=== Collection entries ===
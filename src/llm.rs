//! Hosted text-generation backend for the knowledge-graph pipeline.

use anyhow::{anyhow, Result};
use async_trait::async_trait;
use std::time::Duration;
use tracing::{debug, info};

use crate::config::LlmConfig;
use crate::embedding::normalize_gemini_model;
use crate::http::post_json_with_retry;

const HARM_CATEGORIES: [&str; 4] = [
    "HARM_CATEGORY_HARASSMENT",
    "HARM_CATEGORY_HATE_SPEECH",
    "HARM_CATEGORY_SEXUALLY_EXPLICIT",
    "HARM_CATEGORY_DANGEROUS_CONTENT",
];

/// A text-generation model.
#[async_trait]
pub trait LanguageModel: Send + Sync {
    fn model_name(&self) -> &str;

    /// Generate a completion for `prompt`, optionally steered by a system
    /// instruction.
    async fn complete(&self, prompt: &str, system_prompt: Option<&str>) -> Result<String>;
}

/// Gemini `generateContent` client.
///
/// Every request carries the configured temperature and output-token limit
/// and sets all four harm categories to `BLOCK_NONE`.
pub struct GeminiLlm {
    client: reqwest::Client,
    model: String,
    base_url: String,
    api_key: String,
    temperature: f32,
    max_output_tokens: u32,
    max_retries: u32,
}

impl GeminiLlm {
    /// Read the API key from the environment variable named in `config`.
    pub fn new(config: &LlmConfig) -> Result<Self> {
        let api_key = std::env::var(&config.api_key_env)
            .ok()
            .filter(|k| !k.trim().is_empty())
            .ok_or_else(|| anyhow!("{} not set", config.api_key_env))?;
        Self::with_key(config, api_key)
    }

    pub fn with_key(config: &LlmConfig, api_key: String) -> Result<Self> {
        let client = reqwest::Client::builder()
            .timeout(Duration::from_secs(config.timeout_secs))
            .build()?;
        let model = normalize_gemini_model(&config.model);
        info!(model = %model, "initialized Gemini LLM");
        Ok(Self {
            client,
            model,
            base_url: config.base_url.trim_end_matches('/').to_string(),
            api_key,
            temperature: config.temperature,
            max_output_tokens: config.max_output_tokens,
            max_retries: config.max_retries,
        })
    }

    fn request_body(&self, prompt: &str, system_prompt: Option<&str>) -> serde_json::Value {
        let safety: Vec<serde_json::Value> = HARM_CATEGORIES
            .iter()
            .map(|category| serde_json::json!({"category": category, "threshold": "BLOCK_NONE"}))
            .collect();
        let mut body = serde_json::json!({
            "contents": [{ "role": "user", "parts": [{ "text": prompt }] }],
            "generationConfig": {
                "temperature": self.temperature,
                "maxOutputTokens": self.max_output_tokens,
            },
            "safetySettings": safety,
        });
        if let Some(system) = system_prompt {
            body["systemInstruction"] = serde_json::json!({ "parts": [{ "text": system }] });
        }
        body
    }
}

#[async_trait]
impl LanguageModel for GeminiLlm {
    fn model_name(&self) -> &str {
        &self.model
    }

    async fn complete(&self, prompt: &str, system_prompt: Option<&str>) -> Result<String> {
        let url = format!("{}/{}:generateContent", self.base_url, self.model);
        let body = self.request_body(prompt, system_prompt);
        debug!(model = %self.model, prompt_chars = prompt.len(), "generating");
        let json = post_json_with_retry(
            &self.client,
            &url,
            &[("x-goog-api-key", self.api_key.as_str())],
            &body,
            self.max_retries,
            "Gemini",
        )
        .await?;
        parse_generation(&json)
    }
}

/// Concatenate the text parts of the first candidate.
fn parse_generation(json: &serde_json::Value) -> Result<String> {
    let candidate = json
        .get("candidates")
        .and_then(|c| c.as_array())
        .and_then(|c| c.first())
        .ok_or_else(|| {
            let reason = json
                .pointer("/promptFeedback/blockReason")
                .and_then(|r| r.as_str())
                .unwrap_or("no candidates");
            anyhow!("Gemini returned no answer: {}", reason)
        })?;
    let parts = candidate
        .pointer("/content/parts")
        .and_then(|p| p.as_array())
        .ok_or_else(|| anyhow!("Invalid Gemini response: missing content parts"))?;
    Ok(parts
        .iter()
        .filter_map(|p| p.get("text").and_then(|t| t.as_str()))
        .collect::<String>())
}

=== Requirement ===
Starting from the first line of the records above, retype each line exactly up to and including the one that contains "const HARM_CATEGORIES: [&str;", and nothing more.

=== Solution to this exercise ===
filename src/llm.rs
//! Hosted text-generation backend for the knowledge-graph pipeline.

use anyhow::{anyhow, Result};
use async_trait::async_trait;
use std::time::Duration;
use tracing::{debug, info};

use crate::config::LlmConfig;
use crate::embedding::normalize_gemini_model;
use crate::http::post_json_with_retry;

const HARM_CATEGORIES: [&str; 4] = [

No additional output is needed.